WHAT IS BEING ASKED>
Give back the whole listing exactly as it is written.

THE RECORDS>
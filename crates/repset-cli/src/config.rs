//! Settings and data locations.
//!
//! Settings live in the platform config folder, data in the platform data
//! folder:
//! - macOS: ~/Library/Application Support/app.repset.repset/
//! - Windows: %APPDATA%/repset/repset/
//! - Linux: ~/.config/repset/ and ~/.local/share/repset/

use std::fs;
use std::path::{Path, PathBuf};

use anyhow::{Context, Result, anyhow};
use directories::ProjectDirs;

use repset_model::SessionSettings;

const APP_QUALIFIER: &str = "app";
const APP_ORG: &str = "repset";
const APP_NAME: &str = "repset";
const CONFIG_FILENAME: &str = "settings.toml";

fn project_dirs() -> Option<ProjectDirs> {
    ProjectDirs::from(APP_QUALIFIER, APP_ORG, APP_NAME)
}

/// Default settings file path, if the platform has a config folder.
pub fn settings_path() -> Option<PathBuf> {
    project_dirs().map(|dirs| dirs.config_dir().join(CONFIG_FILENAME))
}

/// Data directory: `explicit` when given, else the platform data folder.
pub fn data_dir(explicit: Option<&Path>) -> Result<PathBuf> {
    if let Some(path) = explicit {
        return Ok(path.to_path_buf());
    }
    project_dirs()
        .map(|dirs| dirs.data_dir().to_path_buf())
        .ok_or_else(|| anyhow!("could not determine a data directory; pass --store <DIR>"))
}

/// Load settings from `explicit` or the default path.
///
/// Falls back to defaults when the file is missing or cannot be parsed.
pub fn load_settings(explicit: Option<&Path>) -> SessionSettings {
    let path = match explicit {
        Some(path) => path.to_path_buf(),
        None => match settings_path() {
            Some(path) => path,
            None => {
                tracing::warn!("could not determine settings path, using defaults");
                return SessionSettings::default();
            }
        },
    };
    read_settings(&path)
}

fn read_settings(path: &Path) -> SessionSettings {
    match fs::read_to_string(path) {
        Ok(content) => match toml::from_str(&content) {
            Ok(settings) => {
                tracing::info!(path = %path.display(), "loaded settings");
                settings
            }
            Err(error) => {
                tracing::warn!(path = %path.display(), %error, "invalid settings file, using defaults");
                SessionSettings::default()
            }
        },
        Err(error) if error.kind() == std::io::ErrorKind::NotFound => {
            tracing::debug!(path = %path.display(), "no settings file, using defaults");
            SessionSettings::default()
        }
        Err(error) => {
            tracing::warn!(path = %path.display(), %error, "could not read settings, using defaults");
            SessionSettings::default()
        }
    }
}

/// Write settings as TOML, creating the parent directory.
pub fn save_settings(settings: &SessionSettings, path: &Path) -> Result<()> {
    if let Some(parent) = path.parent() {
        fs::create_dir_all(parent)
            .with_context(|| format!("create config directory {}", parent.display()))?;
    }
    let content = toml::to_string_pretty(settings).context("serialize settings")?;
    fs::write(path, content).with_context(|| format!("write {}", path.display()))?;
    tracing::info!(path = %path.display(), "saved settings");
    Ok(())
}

ANSWER SPACE>
filename crates/repset-cli/src/config.rs
//! Settings and data locations.
//!
//! Settings live in the platform config folder, data in the platform data
//! folder:
//! - macOS: ~/Library/Application Support/app.repset.repset/
//! - Windows: %APPDATA%/repset/repset/
//! - Linux: ~/.config/repset/ and ~/.local/share/repset/

use std::fs;
use std::path::{Path, PathBuf};

use anyhow::{Context, Result, anyhow};
use directories::ProjectDirs;

use repset_model::SessionSettings;

const APP_QUALIFIER: &str = "app";
const APP_ORG: &str = "repset";
const APP_NAME: &str = "repset";
const CONFIG_FILENAME: &str = "settings.toml";

fn project_dirs() -> Option<ProjectDirs> {
    ProjectDirs::from(APP_QUALIFIER, APP_ORG, APP_NAME)
}

/// Default settings file path, if the platform has a config folder.
pub fn settings_path() -> Option<PathBuf> {
    project_dirs().map(|dirs| dirs.config_dir().join(CONFIG_FILENAME))
}

/// Data directory: `explicit` when given, else the platform data folder.
pub fn data_dir(explicit: Option<&Path>) -> Result<PathBuf> {
    if let Some(path) = explicit {
        return Ok(path.to_path_buf());
    }
    project_dirs()
        .map(|dirs| dirs.data_dir().to_path_buf())
        .ok_or_else(|| anyhow!("could not determine a data directory; pass --store <DIR>"))
}

/// Load settings from `explicit` or the default path.
///
/// Falls back to defaults when the file is missing or cannot be parsed.
pub fn load_settings(explicit: Option<&Path>) -> SessionSettings {
    let path = match explicit {
        Some(path) => path.to_path_buf(),
        None => match settings_path() {
            Some(path) => path,
            None => {
                tracing::warn!("could not determine settings path, using defaults");
                return SessionSettings::default();
            }
        },
    };
    read_settings(&path)
}

fn read_settings(path: &Path) -> SessionSettings {
    match fs::read_to_string(path) {
        Ok(content) => match toml::from_str(&content) {
            Ok(settings) => {
                tracing::info!(path = %path.display(), "loaded settings");
                settings
            }
            Err(error) => {
                tracing::warn!(path = %path.display(), %error, "invalid settings file, using defaults");
                SessionSettings::default()
            }
        },
        Err(error) if error.kind() == std::io::ErrorKind::NotFound => {
            tracing::debug!(path = %path.display(), "no settings file, using defaults");
            SessionSettings::default()
        }
        Err(error) => {
            tracing::warn!(path = %path.display(), %error, "could not read settings, using defaults");
            SessionSettings::default()
        }
    }
}

/// Write settings as TOML, creating the parent directory.
pub fn save_settings(settings: &SessionSettings, path: &Path) -> Result<()> {
    if let Some(parent) = path.parent() {
        fs::create_dir_all(parent)
            .with_context(|| format!("create config directory {}", parent.display()))?;
    }
    let content = toml::to_string_pretty(settings).context("serialize settings")?;
    fs::write(path, content).with_context(|| format!("write {}", path.display()))?;
    tracing::info!(path = %path.display(), "saved settings");
    Ok(())
}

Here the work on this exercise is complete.